Subject: Re: EDAC chipkill messages

Robert Hancock wrote:
> Orion Poplawski wrote:
>> Can someone please explain to me what these mean?
>>
>> EDAC k8 MC1: general bus error: participating processor(local node
>> origin), time-out(no timeout) memory transaction type(generic read),
>> mem or i/o(mem access), cache level(generic)
>> EDAC MC1: CE page 0xfbf6f, offset 0x4d0, grain 8, syndrome 0xc8f4, row
>> 1, channel 0, label "": k8_edac
>> EDAC MC1: CE - no information available: k8_edac Error Overflow set
>> EDAC k8 MC1: extended error code: ECC chipkill x4 error
>>
>> Thanks!
>>
>
> Sounds like you're having some memory ECC errors.. some Memtest86, etc.
> runs may be in order. You may be able to figure out from this info what
> DIMM is having the problem.
>

That was my assumption as well, but was hoping someone could decode the
above information and point me to the problem chip. I ran Memtest86
overnight but found no problems, but don't know if it needs to run in a
particular ECC mode.

This is a dual proc 275 system with 4 1GB DIMMs. Guessing that MC1 is
the controller on the second CPU. Would row 1 be the second DIMM?

2007-01-19 19:34:54

by Doug Thompson

[permalink] [raw]

Subject: Re: EDAC chipkill messages

--- Orion Poplawski <[email protected]> wrote:

> Robert Hancock wrote:
> > Orion Poplawski wrote:
> >> Can someone please explain to me what these mean?
> >>
> >> EDAC k8 MC1: general bus error: participating processor(local node
>
> >> origin), time-out(no timeout) memory transaction type(generic
> read),
> >> mem or i/o(mem access), cache level(generic)
> >> EDAC MC1: CE page 0xfbf6f, offset 0x4d0, grain 8, syndrome 0xc8f4,
> row
> >> 1, channel 0, label "": k8_edac
> >> EDAC MC1: CE - no information available: k8_edac Error Overflow
> set
> >> EDAC k8 MC1: extended error code: ECC chipkill x4 error
> >>
> >> Thanks!
> >>
> >
> > Sounds like you're having some memory ECC errors.. some Memtest86,
> etc.
> > runs may be in order.

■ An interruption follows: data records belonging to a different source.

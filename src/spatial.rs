//! Spatial indexing for fast position-to-cell lookups
//!
//! This module is only available with the `spatial-index` feature.

use glam::DVec2;
use kiddo::immutable::float::kdtree::ImmutableKdTree;
use kiddo::SquaredEuclidean;

/// Wrapper around a KD-tree for point-to-cell queries
///
/// Provides O(log n) nearest-neighbor lookups to convert map coordinates
/// into cell indices, used by [`crate::IslandMap::locate`].
#[derive(Clone)]
pub struct SpatialIndex {
    tree: ImmutableKdTree<f64, usize, 2, 32>,
}

impl SpatialIndex {
    /// Build the index from cell center locations
    ///
    /// Called once at the end of map generation.
    ///
    /// # Example
    ///
    /// ```
    /// use voronoi_island_map::*;
    /// use glam::DVec2;
    ///
    /// let centers = vec![
    ///     DVec2::new(10.0, 10.0),
    ///     DVec2::new(90.0, 10.0),
    ///     DVec2::new(50.0, 90.0),
    /// ];
    ///
    /// let index = SpatialIndex::new(&centers);
    /// assert_eq!(index.find_nearest(DVec2::new(12.0, 8.0)), 0);
    /// ```
    pub fn new(centers: &[DVec2]) -> Self {
        let points: Vec<[f64; 2]> = centers.iter().map(|c| [c.x, c.y]).collect();

        Self {
            tree: ImmutableKdTree::new_from_slice(&points),
        }
    }

    /// Index of the cell center nearest to `position`.
    pub fn find_nearest(&self, position: DVec2) -> usize {
        let query = [position.x, position.y];
        let result = self.tree.nearest_one::<SquaredEuclidean>(&query);
        result.item
    }
}

#[cfg(test)]
mod tests {
    use super::*;

    #[test]
    fn test_spatial_index_basic() {
        let centers = vec![
            DVec2::new(10.0, 10.0),
            DVec2::new(90.0, 10.0),
            DVec2::new(10.0, 90.0),
            DVec2::new(90.0, 90.0),
        ];

        let index = SpatialIndex::new(&centers);

        assert_eq!(index.find_nearest(DVec2::new(15.0, 5.0)), 0);
        assert_eq!(index.find_nearest(DVec2::new(80.0, 20.0)), 1);
        assert_eq!(index.find_nearest(DVec2::new(0.0, 100.0)), 2);
        assert_eq!(index.find_nearest(DVec2::new(99.0, 99.0)), 3);
    }

    #[test]
    fn test_spatial_index_exact_match() {
        let centers = vec![DVec2::new(25.0, 75.0), DVec2::new(75.0, 25.0)];
        let index = SpatialIndex::new(&centers);

        assert_eq!(index.find_nearest(centers[0]), 0);
        assert_eq!(index.find_nearest(centers[1]), 1);
    }
}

You may be able to figure out from this info
> what
> > DIMM is having the problem.
> >
>
> That was my assumption as well, but was hoping someone could decode
> the
> above information and point me to the problem chip. I ran Memtest86
> overnight but found no problems, but don't know if it needs to run in
> a
> particular ECC mode.
>
> This is a dual proc 275 system with 4 1GB DIMMs. Guessing that MC1
> is
> the controller on the second CPU. Would row 1 be the second DIMM?

No that would be the FIRST DIMM, on Channel 0

Each DIMM has 2 ChipSelect Rows (CSROW)

Each csrow covers two channels across, therefore on a 4 socket memory
array, there are CSROWS 0 and 1 on the first DIMM row and CSROWS 2 and
3 on the second DIMM row.

WWWWWWWWW XXXXXXXXXXX
YYYYYYYYY ZZZZZZZZZZZ

The W and the Y DIMMs are channel 0
The X and the Z DIMMs are channel 1

csrows 0 and 1 would cross over Y and Z DIMMs
csrows 2 and 3 would cross over W and X DIMMs

The mapping problem occurs in then identifying each of the above goes
to which silk screen labeled sockets on the mobo.

Usually they are labeled:

H0_DIMM2A H0_DIMM2B
H0_DIMM1A H0_DIMM1B

where A is channel 0 and B is channel 1 and
the "DIMM1" would indicate the CSROWs 0 and 1
and "DIMM2" would indicate the CSROWs 2 and 3

The string 'label ""' can be filled in by a userspace script to
properly identify the DIMM silk screen according to the motherboard
used.

The lines with "EDAC MC1:" are EDAC CORE output messages, while the
"EDAC K8:" lines are EDAC Memory Controller driver messages.
"CE" is correctable error
MC1 is memory controller 1 (0 based)

ECC ChipKill x4 was what found the error and corrected it.

The FRU, (field replaceable unit) is the DIMM located at socket
H1_DIMM1A, according to the labeling I mentioned above.

caveat: the detector is not 100% perfect but gives a general area to
look at, the DIMM specification. Sometimes other errors can cause what
looks like a memory error, but usually a bad memory DIMM is the root
cause of the vast majority of such errors.

In addition, memtest86+ doesn't find all the bad memory in all cases,
but it is still a VERY useful tool

doug thompson